* **ACTION ITEM**
From the listing below, set down exactly the lines between the one holding "pub struct ManifestDocument" and the one holding "pub fn parse(bytes: &[u8])", inclusive. No other line is wanted.

-------- PROVIDED RECORDS

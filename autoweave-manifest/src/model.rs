//! Typed manifest model.
//!
//! [`ManifestDocument`] is the syntactic stage: well-formed JSON with an
//! object at the top level, nothing more. [`PluginManifest`] is the semantic
//! stage produced by [`ManifestDocument::validate`] and is guaranteed to
//! satisfy every schema rule. Code downstream of the loader only ever sees
//! the validated form.

use serde::{Deserialize, Serialize};
use serde_json::Value;

use crate::{validator, ManifestError};

/// Well-known manifest file name inside each plugin directory.
pub const MANIFEST_FILE_NAME: &str = "autoweave.plugin.json";

/// A parsed-but-unvalidated manifest document.
///
/// Holds the raw JSON tree so that validation can report precise field paths
/// and so the canonical signature input can be rebuilt byte-for-byte.
#[derive(Debug, Clone)]
pub struct ManifestDocument {
    root: Value,
}

impl ManifestDocument {
    /// Parse manifest bytes into a document.
    ///
    /// Only syntactic well-formedness is checked here; schema violations are
    /// the domain of [`validate`](Self::validate).
    pub fn parse(bytes: &[u8]) -> Result<Self, ManifestError> {
        let root: Value =
            serde_json::from_slice(bytes).map_err(|e| ManifestError::Malformed(e.to_string()))?;
        if !root.is_object() {
            return Err(ManifestError::Malformed(
                "top level must be a JSON object".into(),
            ));
        }
        Ok(Self { root })
    }

    /// Enforce the manifest schema and produce the validated form.
    ///
    /// `plugin_root` is the directory the manifest was discovered in; it is
    /// needed to check entry-path containment and filesystem-grant symlink
    /// freedom at validation time.
    pub fn validate(&self, plugin_root: &std::path::Path) -> Result<PluginManifest, ManifestError> {
        validator::validate(&self.root, plugin_root)
    }

    /// The raw JSON tree, used by signature canonicalization.
    pub fn raw(&self) -> &Value {
        &self.root
    }
}

/// A fully validated plugin manifest. Immutable once constructed.
#[derive(Debug, Clone, PartialEq, Serialize, Deserialize)]
#[serde(rename_all = "camelCase")]
pub struct PluginManifest {
    /// Plugin identity, `^[a-z0-9-]{3,50}$`.
    pub name: String,
    /// Semver `MAJOR.MINOR.PATCH[-pre]`.
    pub version: String,
    pub description: String,
    pub author: AuthorRecord,
    /// Entry-point path, relative, resolving inside the plugin root.
    pub entry: String,
    pub permissions: PermissionsDecl,
    pub hooks: HooksDecl,
    #[serde(default, skip_serializing_if = "Option::is_none")]
    pub dependencies: Option<DependencyConstraints>,
    pub signature: SignatureRecord,
}

impl PluginManifest {
    /// `name@version`, the human identity used in logs and lifecycle events.
    pub fn qualified_name(&self) -> String {
        format!("{}@{}", self.name, self.version)
    }
}

#[derive(Debug, Clone, PartialEq, Serialize, Deserialize)]
#[serde(rename_all = "camelCase")]
pub struct AuthorRecord {
    pub name: String,
    #[serde(default, skip_serializing_if = "Option::is_none")]
    pub email: Option<String>,
}

/// Declared permissions, the input to the permission evaluator.
#[derive(Debug, Clone, PartialEq, Default, Serialize, Deserialize)]
#[serde(rename_all = "camelCase")]
pub struct PermissionsDecl {
    #[serde(default)]
    pub filesystem: Vec<FilesystemGrant>,
    #[serde(default, skip_serializing_if = "Option::is_none")]
    pub network: Option<NetworkDecl>,
    #[serde(default, skip_serializing_if = "Option::is_none")]
    pub usb: Option<UsbDecl>,
    #[serde(default, skip_serializing_if = "Option::is_none")]
    pub memory: Option<MemoryDecl>,
    #[serde(default)]
    pub queues: Vec<String>,
}

#[derive(Debug, Clone, PartialEq, Serialize, Deserialize)]
#[serde(rename_all = "camelCase")]
pub struct FilesystemGrant {
    /// Absolute, normalized path prefix.
    pub path_prefix: String,
    pub mode: AccessMode,
}

#[derive(Debug, Clone, Copy, PartialEq, Eq, Serialize, Deserialize)]
#[serde(rename_all = "lowercase")]
pub enum AccessMode {
    Read,
    Write,
    ReadWrite,
}

impl AccessMode {
    /// Whether `self` is within what `granted` allows.
    pub fn permitted_by(self, granted: AccessMode) -> bool {
        match granted {
            AccessMode::ReadWrite => true,
            AccessMode::Read => self == AccessMode::Read,
            AccessMode::Write => self == AccessMode::Write,
        }
    }
}

#[derive(Debug, Clone, PartialEq, Default, Serialize, Deserialize)]
#[serde(rename_all = "camelCase")]
pub struct NetworkDecl {
    /// URL origins the plugin may connect out to. Exact match, no wildcards.
    #[serde(default)]
    pub outbound_allowlist: Vec<String>,
    /// Optional listening port, 1024..=65535.
    #[serde(default, skip_serializing_if = "Option::is_none")]
    pub inbound_port: Option<u16>,
    #[serde(default)]
    pub inbound_interface: InboundInterface,
}

#[derive(Debug, Clone, Copy, PartialEq, Eq, Default, Serialize, Deserialize)]
#[serde(rename_all = "lowercase")]
pub enum InboundInterface {
    #[default]
    Localhost,
    All,
}

/// USB device filter. An empty set on either side matches nothing.
#[derive(Debug, Clone, PartialEq, Default, Serialize, Deserialize)]
#[serde(rename_all = "camelCase")]
pub struct UsbDecl {
    /// `0x`-prefixed 4-hex vendor ids.
    #[serde(default)]
    pub vendor_ids: Vec<String>,
    /// `0x`-prefixed 4-hex product ids.
    #[serde(default)]
    pub product_ids: Vec<String>,
}

#[derive(Debug, Clone, PartialEq, Serialize, Deserialize)]
#[serde(rename_all = "camelCase")]
pub struct MemoryDecl {
    /// Heap ceiling in megabytes, 10..=1024.
    pub max_heap_mb: u32,
    /// Worker ceiling, 1..=8.
    pub max_workers: u32,
}

impl Default for MemoryDecl {
    fn default() -> Self {
        Self {
            max_heap_mb: 128,
            max_workers: 1,
        }
    }
}

/// Symbolic hook names resolved against the table the plugin entry publishes
/// at initialization. All hooks are optional.
#[derive(Debug, Clone, PartialEq, Default, Serialize, Deserialize)]
pub struct HooksDecl {
    #[serde(default, rename = "onLoad", skip_serializing_if = "Option::is_none")]
    pub on_load: Option<String>,
    #[serde(default, rename = "onUnload", skip_serializing_if = "Option::is_none")]
    pub on_unload: Option<String>,
    #[serde(default, rename = "onUSBAttach", skip_serializing_if = "Option::is_none")]
    pub on_usb_attach: Option<String>,
    #[serde(default, rename = "onUSBDetach", skip_serializing_if = "Option::is_none")]
    pub on_usb_detach: Option<String>,
    #[serde(default, rename = "onJobReceived", skip_serializing_if = "Option::is_none")]
    pub on_job_received: Option<String>,
}

#[derive(Debug, Clone, PartialEq, Default, Serialize, Deserialize)]
#[serde(rename_all = "camelCase")]
pub struct DependencyConstraints {
    #[serde(default, skip_serializing_if = "Option::is_none")]
    pub host_version: Option<String>,
    #[serde(default, skip_serializing_if = "Option::is_none")]
    pub runtime_version: Option<String>,
}

#[derive(Debug, Clone, PartialEq, Serialize, Deserialize)]
#[serde(rename_all = "camelCase")]
pub struct SignatureRecord {
    /// Always `SHA-256`.
    pub algorithm: String,
    /// 64-hex content digest.
    pub value: String,
    /// Opaque provenance metadata; never interpreted by the core.
    pub signer: String,
}
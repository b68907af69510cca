//! # AutoWeave Plugin Loader
//!
//! Owns the plugin table and the per-plugin state machine:
//!
//! ```text
//! Discovered --(parse, validate, verify signature)--> Validated
//! Validated  --(spawn worker, invoke onLoad)--------> Running
//! Running    --(file change / unload request)-------> Draining
//! Draining   --(onUnload, terminate worker)---------> Stopped
//! any        --(unrecoverable error)----------------> Failed
//! ```
//!
//! Plugins are discovered by a recursive scan of the plugin directory and
//! kept current by a filesystem watcher whose change bursts are coalesced
//! per plugin for a debounce window before a reload fires.
//!
//! Hot reload never swaps in place: the new worker is spawned and made
//! Ready first, the plugin record is replaced atomically (new instance id),
//! and only then is the old instance drained. A failed reload leaves the
//! previous instance Running.
//!
//! At most one transition is in flight per plugin; transitions for
//! different plugins run concurrently. Every transition that matters to
//! the outside world is published on the plugin stream.

mod loader;
mod state;
mod watcher;

pub use loader::{PluginLoader, PluginLoaderConfig, ReadySignal, RouteTarget};
pub use state::{PluginRecord, PluginState};

use thiserror::Error;

/// Closed error set for the loader.
#[derive(Debug, Error)]
pub enum LoaderError {
    #[error(transparent)]
    Manifest(#[from] autoweave_manifest::ManifestError),

    #[error(transparent)]
    Host(#[from] autoweave_host::HostError),

    #[error("plugin directory error: {0}")]
    Io(#[from] std::io::Error),

    #[error("reload of `{plugin}` failed: {reason}")]
    ReloadFailed { plugin: String, reason: String },

    #[error("watcher error: {0}")]
    Watch(String),
}
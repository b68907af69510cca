//! The closed permission record and the capability request sum type.

use std::collections::HashSet;
use std::path::PathBuf;

use serde::{Deserialize, Serialize};

use autoweave_manifest::PermissionsDecl;

pub use autoweave_manifest::{AccessMode, InboundInterface};

/// The closed record derived from `manifest.permissions`. The sole
/// authority on what a plugin may do.
#[derive(Debug, Clone, PartialEq, Serialize, Deserialize)]
pub struct PermissionSet {
    /// Ordered filesystem grants; the longest matching prefix wins.
    pub filesystem: Vec<FilesystemPermission>,
    pub network: NetworkPermissions,
    pub usb: UsbPermissions,
    pub memory: MemoryPermissions,
    /// Kebab-case queue names the plugin may publish to and consume from.
    pub queues: HashSet<String>,
}

#[derive(Debug, Clone, PartialEq, Serialize, Deserialize)]
pub struct FilesystemPermission {
    pub prefix: PathBuf,
    pub mode: AccessMode,
}

#[derive(Debug, Clone, PartialEq, Default, Serialize, Deserialize)]
pub struct NetworkPermissions {
    /// Exact-match outbound origins (scheme + host + port).
    pub outbound: HashSet<Origin>,
    pub inbound_port: Option<u16>,
    pub inbound_interface: InboundInterface,
}

/// A normalized URL origin. Default ports are filled in from the scheme so
/// `https://api.example.com` and `https://api.example.com:443` compare equal.
#[derive(Debug, Clone, PartialEq, Eq, Hash, Serialize, Deserialize)]
pub struct Origin {
    pub scheme: String,
    pub host: String,
    pub port: Option<u16>,
}

impl Origin {
    /// Parse an origin from a URL string, dropping path/query/fragment.
    pub fn parse(raw: &str) -> Option<Self> {
        let url = url::Url::parse(raw).ok()?;
        let host = url.host_str()?.to_ascii_lowercase();
        Some(Self {
            scheme: url.scheme().to_ascii_lowercase(),
            host,
            port: url.port_or_known_default(),
        })
    }
}

impl std::fmt::Display for Origin {
    fn fmt(&self, f: &mut std::fmt::Formatter<'_>) -> std::fmt::Result {
        match self.port {
            Some(port) => write!(f, "{}://{}:{}", self.scheme, self.host, port),
            None => write!(f, "{}://{}", self.scheme, self.host),
        }
    }
}

/// USB filter sets. Empty on either side means "no match"; both empty means
/// the plugin has no USB access at all.
#[derive(Debug, Clone, PartialEq, Default, Serialize, Deserialize)]
pub struct UsbPermissions {
    pub vendor_ids: HashSet<u16>,
    pub product_ids: HashSet<u16>,
}

impl UsbPermissions {
    /// The membership test used by both the router filter and `usb.open`.
    pub fn matches(&self, vendor_id: u16, product_id: u16) -> bool {
        self.vendor_ids.contains(&vendor_id) && self.product_ids.contains(&product_id)
    }
}

#[derive(Debug, Clone, Copy, PartialEq, Eq, Serialize, Deserialize)]
pub struct MemoryPermissions {
    pub max_heap_mb: u32,
    pub max_workers: u32,
}

impl MemoryPermissions {
    /// The heap ceiling in bytes: `maxHeapMB * 10^6`.
    pub fn heap_limit_bytes(&self) -> u64 {
        self.max_heap_mb as u64 * 1_000_000
    }
}

impl PermissionSet {
    /// Build the concrete permission set from declared manifest permissions.
    ///
    /// Manifest validation has already run, so malformed ids or origins are
    /// a programming error here and are skipped defensively rather than
    /// panicking.
    pub fn from_declaration(decl: &PermissionsDecl) -> Self {
        let filesystem = decl
            .filesystem
            .iter()
            .map(|grant| FilesystemPermission {
                prefix: PathBuf::from(&grant.path_prefix),
                mode: grant.mode,
            })
            .collect();

        let network = decl
            .network
            .as_ref()
            .map(|net| NetworkPermissions {
                outbound: net
                    .outbound_allowlist
                    .iter()
                    .filter_map(|raw| Origin::parse(raw))
                    .collect(),
                inbound_port: net.inbound_port,
                inbound_interface: net.inbound_interface,
            })
            .unwrap_or_default();

        let usb = decl
            .usb
            .as_ref()
            .map(|usb| UsbPermissions {
                vendor_ids: usb.vendor_ids.iter().filter_map(|id| parse_usb_id(id)).collect(),
                product_ids: usb.product_ids.iter().filter_map(|id| parse_usb_id(id)).collect(),
            })
            .unwrap_or_default();

        let memory_decl = decl.memory.clone().unwrap_or_default();
        let memory = MemoryPermissions {
            max_heap_mb: memory_decl.max_heap_mb,
            max_workers: memory_decl.max_workers,
        };

        Self {
            filesystem,
            network,
            usb,
            memory,
            queues: decl.queues.iter().cloned().collect(),
        }
    }
}

fn parse_usb_id(raw: &str) -> Option<u16> {
    u16::from_str_radix(raw.strip_prefix("0x")?, 16).ok()
}

/// Exhaustive set of privileged operations a plugin can request from the
/// host. Every host-call resolves to exactly one of these before anything
/// privileged happens.
#[derive(Debug, Clone, PartialEq, Eq)]
pub enum CapabilityRequest {
    Fs { path: PathBuf, mode: AccessMode },
    NetOut { origin: String },
    NetIn { port: u16, interface: InboundInterface },
    UsbOpen { vendor_id: u16, product_id: u16 },
    QueuePublish { queue: String },
    QueueConsume { queue: String },
    MemoryAlloc { bytes: u64 },
    WorkerSpawn,
}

----------------

* **EXERCISE RESPONSE**
pub struct ManifestDocument {
    root: Value,
}

impl ManifestDocument {
    /// Parse manifest bytes into a document.
    ///
    /// Only syntactic well-formedness is checked here; schema violations are
    /// the domain of [`validate`](Self::validate).
    pub fn parse(bytes: &[u8]) -> Result<Self, ManifestError> {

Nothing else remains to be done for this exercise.